Mi otra abuela vivía con nosotros y me enseñó a rezar y a coser. También iba de negro, pero sí era viuda, aunque no de guerra. Fue una peritonitis la que mató al padre de mi madre en otro lugar de la Mancha cuando ella tenía cinco años. Mientras fuimos niños, iba con mis hermanos y mis primos dos veces al año de visita a casa del tío que vivía en la capital de la provincia. Había sido alcalde del pueblo mucho tiempo y nos hacía gracia porque hablaba raro: una bala le había atravesado la mandíbula en una batalla. Esa historia y las armas que tenía en un aparador fue lo más cerca que estuvimos de la guerra civil española. Ahora sabemos que fue alcalde durante diecisiete años, de 1941 a 1958, en los peores años de la represión y la posguerra. Por amigos que fueron nietos de sus conciudadanos nos enteramos de sucesos que protagonizó y que nada se parecen al aguinaldo que nos daba en Navidad.

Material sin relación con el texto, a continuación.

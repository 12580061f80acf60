//! Validation rules for the login form.
//!
//! Every field carries a single required rule: the value must not be the
//! empty string. Whitespace is not trimmed, so `"  "` satisfies the rule.

use derive_more::Display;

/// Fields of the login form
#[derive(Debug, Clone, Copy, PartialEq, Eq, Hash, PartialOrd, Ord, Display)]
pub enum LoginField {
    #[display("username")]
    Username,
    #[display("password")]
    Password,
}

impl LoginField {
    /// All fields in render order
    pub const ALL: [LoginField; 2] = [LoginField::Username, LoginField::Password];

    /// Input `name`/`id` attribute
    pub fn name(&self) -> &'static str {
        match self {
            LoginField::Username => "username",
            LoginField::Password => "password",
        }
    }

    /// Visible label
    pub fn label(&self) -> &'static str {
        match self {
            LoginField::Username => "User",
            LoginField::Password => "Password",
        }
    }

    /// Message shown when the required rule fails
    pub fn required_message(&self) -> &'static str {
        match self {
            LoginField::Username => "Enter a valid user name",
            LoginField::Password => "Enter the password",
        }
    }
}

/// A field that failed validation
#[derive(Debug, Clone, PartialEq, Eq, thiserror::Error)]
pub enum ValidationError {
    /// Required field is empty
    #[error("{field}: {message}")]
    Required {
        field: LoginField,
        message: &'static str,
    },
}

impl ValidationError {
    pub fn field(&self) -> LoginField {
        match self {
            ValidationError::Required { field, .. } => *field,
        }
    }

    pub fn message(&self) -> &'static str {
        match self {
            ValidationError::Required { message, .. } => *message,
        }
    }
}

/// Check the required rule for one field value
pub fn validate_required(field: LoginField, value: &str) -> Result<(), ValidationError> {
    if value.is_empty() {
        return Err(ValidationError::Required {
            field,
            message: field.required_message(),
        });
    }
    Ok(())
}
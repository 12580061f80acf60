//! Application pages module
//!
//! - Login page (`/`)
//! - Dashboard, the default success route
//! - Not found

mod dashboard;
mod login;
mod not_found;

pub use dashboard::DashboardPage;
pub use login::LoginActivity;
pub use not_found::NotFoundPage;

Me acuerdo muchas veces de mis abuelas vestidas de negro. Les encantaba Jesús Puente en Su media naranja. Pienso en cómo sobrellevaron su lugar en ese mundo franquista en el que no llegaron a pasar hambre, pero tampoco tuvieron más opción que casarse, tener hijos y luego nietos, sin derecho a abrir una cuenta corriente y condenadas a ser 'señoras de'. Ni siquiera creyeron que otra vida era posible. Desasosiega pensar que en estos tiempos se trivialice lo que supuso para la mayoría vivir en la dictadura, abusando, además, de la peor manera, de la palabra libertad.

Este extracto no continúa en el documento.